Not anymore. Is it age or hypersensitivity? I don’t know.
But what I know and what is a terrible annoyance to me nowadays is the incredibly high decibel level of the theaters’ sound system.
Teenyboppers and teenagers probably love shaking in their seats, but my eardrums are not accustomed to such brutish treatment anymore and I find this extremely unpleasant.

Confidentially, I prefer to watch a movie at home on my large high definition TV screen.
At home, in the coziness of your boudoir, you can watch it in your jammies or au naturel, and if you feel so inclined you can also indulge in a few puffs of locoweed.
At home, you can also mercifully control the sound level or stop the movie altogether any time for a spot of tea or a pipi break.
And in order to catch every bit of a sometimes-mumbled dialogue you can also turn on the subtitles. Last but not least, I cannot stand the sight and the sound of popcorn chompers.
Why then would I go to a stinkin’ noisy, uncomfortable auditorium to watch a talkie?

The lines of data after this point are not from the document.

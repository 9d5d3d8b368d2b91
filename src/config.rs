//! Decoder policy choices.
//!
//! Two behaviors of the IGB header protocol are left to the consuming
//! application: how an IGB request is recognised, and what happens to a
//! header value that cannot be decoded. Both are explicit here so a
//! [`Decoder`](crate::Decoder) applies one policy uniformly.

use crate::{HeaderSource, headers};

/// How [`IgbHeaders::is_embedded_client`](crate::IgbHeaders::is_embedded_client) is determined.
#[derive(Debug, Clone, Copy, PartialEq, Eq, Default)]
pub enum EmbeddedDetection {
    /// The user agent contains the `EVE-IGB` marker.
    #[default]
    UserAgent,
    /// The `EVE-TRUSTED` header is present, whatever its value.
    TrustHeaderPresent,
    /// Either of the above.
    Either,
}

impl EmbeddedDetection {
    /// Applies this detection rule to `headers`.
    pub fn detect<S: HeaderSource + ?Sized>(self, headers: &S) -> bool {
        let by_agent = || {
            headers
                .header(headers::USER_AGENT)
                .is_some_and(|agent| agent.contains(headers::IGB_USER_AGENT_MARKER))
        };
        let by_trust_header = || headers.header(headers::EVE_TRUSTED).is_some();

        match self {
            Self::UserAgent => by_agent(),
            Self::TrustHeaderPresent => by_trust_header(),
            Self::Either => by_agent() || by_trust_header(),
        }
    }
}

/// What the decoder does with a value it cannot use.
///
/// Applies to present-but-malformed numeric headers and to trusted-only
/// headers missing from a trusted request.
#[derive(Debug, Clone, Copy, PartialEq, Eq, Default)]
pub enum ValuePolicy {
    /// Fail the decode with a [`DecodeError`](crate::DecodeError).
    #[default]
    Strict,
    /// Substitute the field's zero default and log a warning.
    Lenient,
}

#[cfg(test)]
mod tests {
    use super::*;
    use std::collections::HashMap;

    fn source(pairs: &[(&'static str, &'static str)]) -> HashMap<&'static str, &'static str> {
        pairs.iter().copied().collect()
    }

    #[test]
    fn defaults() {
        assert_eq!(EmbeddedDetection::default(), EmbeddedDetection::UserAgent);
        assert_eq!(ValuePolicy::default(), ValuePolicy::Strict);
    }

    #[test]
    fn user_agent_marker() {
        let igb = source(&[("User-Agent", "Mozilla/5.0 EVE-IGB")]);
        let browser = source(&[("User-Agent", "Mozilla/5.0"), ("EVE-TRUSTED", "No")]);

        assert!(EmbeddedDetection::UserAgent.detect(&igb));
        assert!(!EmbeddedDetection::UserAgent.detect(&browser));
    }

    #[test]
    fn marker_is_case_sensitive() {
        let headers = source(&[("User-Agent", "Mozilla/5.0 eve-igb")]);
        assert!(!EmbeddedDetection::UserAgent.detect(&headers));
    }

    #[test]
    fn trust_header_presence_ignores_value() {
        let untrusted = source(&[("EVE-TRUSTED", "No")]);
        let none = source(&[("User-Agent", "Mozilla/5.0 EVE-IGB")]);

        assert!(EmbeddedDetection::TrustHeaderPresent.detect(&untrusted));
        assert!(!EmbeddedDetection::TrustHeaderPresent.detect(&none));
    }

    #[test]
    fn either_accepts_both_signals() {
        let agent_only = source(&[("User-Agent", "EVE-IGB")]);
        let trust_only = source(&[("EVE-TRUSTED", "Yes")]);
        let neither = source(&[]);

        assert!(EmbeddedDetection::Either.detect(&agent_only));
        assert!(EmbeddedDetection::Either.detect(&trust_only));
        assert!(!EmbeddedDetection::Either.detect(&neither));
    }
}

Last night though, coerced by my main squeeze who wanted to see “La La Land” I went to such a place…

The movie was not perfect and a bit long (2h 8m) but generally speaking we liked it. The two main characters (Ryan Gosling and Emma Stone) were very good but above all, I was amazed by the sheer versatility of Ryan Gosling.
He sang, he danced and above all he played a mean keyboard. Yes, it was really him who banged convincingly on the piano during the entire movie, and he was amazingly good.

The soundtrack of La La Land is catchy and pleasurable at the same time. Unlike some soundtracks, it has appealing melodies (City of Stars for instance) and as soon as I came home I went online and bought a few tracks from Apple iTunes.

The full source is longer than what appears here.